Prompt ▸ Please count how many lines in the entries below contain "input" and reply with the figure alone.

Start of Data supplied

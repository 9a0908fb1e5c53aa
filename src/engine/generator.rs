//! Trace generator trait.
//!
//! Every algorithm implements [`TraceGenerator`]. This ensures:
//! - Pure generation (same parameters → structurally identical trace)
//! - Input validation inside the generator (rejected input becomes a
//!   one-step trace, never an error)
//! - Renderer independence (CLI and TUI consume the same frames)

use serde::{Deserialize, Serialize};
use std::collections::BTreeMap;
use std::fmt::{self, Debug};
use std::str::FromStr;

use crate::engine::step::Trace;
use crate::error::{VizError, VizResult};

/// String key/value parameter bindings coming from a text surface.
pub type ParamArgs = BTreeMap<String, String>;

/// Algorithm family.
#[derive(Debug, Clone, Copy, PartialEq, Eq, Hash, Serialize, Deserialize)]
#[serde(rename_all = "snake_case")]
pub enum Category {
    /// Plain recursion.
    Recursion,
    /// Divide and conquer.
    DivideAndConquer,
    /// Backtracking search.
    Backtracking,
    /// Dynamic programming.
    DynamicProgramming,
    /// Greedy methods.
    Greedy,
    /// Data-layout sketches.
    Storage,
}

impl Category {
    /// Human-readable label.
    #[must_use]
    pub const fn label(self) -> &'static str {
        match self {
            Self::Recursion => "Recursion",
            Self::DivideAndConquer => "Divide & Conquer",
            Self::Backtracking => "Backtracking",
            Self::DynamicProgramming => "Dynamic Programming",
            Self::Greedy => "Greedy",
            Self::Storage => "Storage",
        }
    }
}

impl fmt::Display for Category {
    fn fmt(&self, f: &mut fmt::Formatter<'_>) -> fmt::Result {
        f.write_str(self.label())
    }
}

/// Static description of one algorithm.
#[derive(Debug, Clone, Copy, PartialEq, Eq, Serialize)]
pub struct AlgorithmInfo {
    /// Catalogue id (e.g. "n-queens").
    pub id: &'static str,
    /// Display name.
    pub name: &'static str,
    /// Algorithm family.
    pub category: Category,
    /// One-line description.
    pub summary: &'static str,
    /// Parameter keys accepted by [`TraceGenerator::apply_args`].
    pub params: &'static [&'static str],
}

/// Renders a frame as plain text lines.
pub trait FrameView {
    /// Lines describing the frame, top to bottom.
    fn render_lines(&self) -> Vec<String>;
}

/// MANDATORY trait for every algorithm.
///
/// # Example
///
/// ```ignore
/// impl TraceGenerator for HanoiGenerator {
///     type Params = HanoiParams;
///     type Frame = HanoiFrame;
///
///     fn generate(&self, params: &HanoiParams) -> Trace<HanoiFrame> {
///         let mut rec = TraceRecorder::new();
///         // ... emit a step at every decision point
///         rec.finish("Done", frame, Outcome::Count(moves))
///     }
///     // ... other methods
/// }
/// ```
pub trait TraceGenerator {
    /// Algorithm input.
    type Params: Clone + Debug + Default + PartialEq + Serialize;

    /// Per-step visualization state.
    type Frame: Clone + Debug + PartialEq + Serialize;

    /// Static description.
    fn info(&self) -> AlgorithmInfo;

    /// Run the algorithm to completion and record every step.
    ///
    /// Must return at least one step. Rejected input yields
    /// [`Trace::invalid`].
    fn generate(&self, params: &Self::Params) -> Trace<Self::Frame>;

    /// Bind string arguments onto a copy of `current`.
    ///
    /// # Errors
    ///
    /// Returns `VizError::InvalidParameter` for unknown keys or values that
    /// do not parse into the field's type. Range and content checks stay in
    /// [`TraceGenerator::generate`].
    fn apply_args(&self, current: &Self::Params, args: &ParamArgs) -> VizResult<Self::Params>;
}

/// Reject keys the generator does not know.
///
/// # Errors
///
/// Returns `VizError::InvalidParameter` naming the first unknown key.
pub fn reject_unknown(args: &ParamArgs, info: &AlgorithmInfo) -> VizResult<()> {
    match args.keys().find(|k| !info.params.contains(&k.as_str())) {
        Some(key) => Err(VizError::invalid_parameter(
            key.clone(),
            format!("{} accepts: {}", info.id, info.params.join(", ")),
        )),
        None => Ok(()),
    }
}

/// Parse an optional typed argument.
///
/// # Errors
///
/// Returns `VizError::InvalidParameter` if the value does not parse.
pub fn parse_arg<T: FromStr>(args: &ParamArgs, key: &str) -> VizResult<Option<T>> {
    args.get(key)
        .map(|raw| {
            raw.trim().parse::<T>().map_err(|_| {
                VizError::invalid_parameter(
                    key,
                    format!("'{raw}' is not a valid {}", std::any::type_name::<T>()),
                )
            })
        })
        .transpose()
}

/// Get an optional string argument.
#[must_use]
pub fn text_arg(args: &ParamArgs, key: &str) -> Option<String> {
    args.get(key).cloned()
}

#[cfg(test)]
mod tests {
    use super::*;

    const INFO: AlgorithmInfo = AlgorithmInfo {
        id: "demo",
        name: "Demo",
        category: Category::Recursion,
        summary: "test",
        params: &["n", "label"],
    };

    fn args(pairs: &[(&str, &str)]) -> ParamArgs {
        pairs
            .iter()
            .map(|(k, v)| ((*k).to_string(), (*v).to_string()))
            .collect()
    }

    #[test]
    fn test_reject_unknown_key() {
        let err = reject_unknown(&args(&[("size", "3")]), &INFO).unwrap_err();
        assert!(err.to_string().contains("size"));
        assert!(reject_unknown(&args(&[("n", "3"), ("label", "x")]), &INFO).is_ok());
    }

    #[test]
    fn test_parse_arg() {
        let a = args(&[("n", " 12 ")]);
        assert_eq!(parse_arg::<usize>(&a, "n").expect("parse"), Some(12));
        assert_eq!(parse_arg::<usize>(&a, "missing").expect("parse"), None);
    }

    #[test]
    fn test_parse_arg_rejects_garbage() {
        let err = parse_arg::<usize>(&args(&[("n", "three")]), "n").unwrap_err();
        assert!(matches!(err, VizError::InvalidParameter { .. }));
    }

    #[test]
    fn test_text_arg() {
        let a = args(&[("label", "ABC")]);
        assert_eq!(text_arg(&a, "label").as_deref(), Some("ABC"));
        assert!(text_arg(&a, "other").is_none());
    }

    #[test]
    fn test_category_labels() {
        assert_eq!(Category::DynamicProgramming.to_string(), "Dynamic Programming");
        let json = serde_json::to_string(&Category::DivideAndConquer).expect("serialize");
        assert_eq!(json, "\"divide_and_conquer\"");
    }
}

End of Data supplied

Completed exercise ▸ 3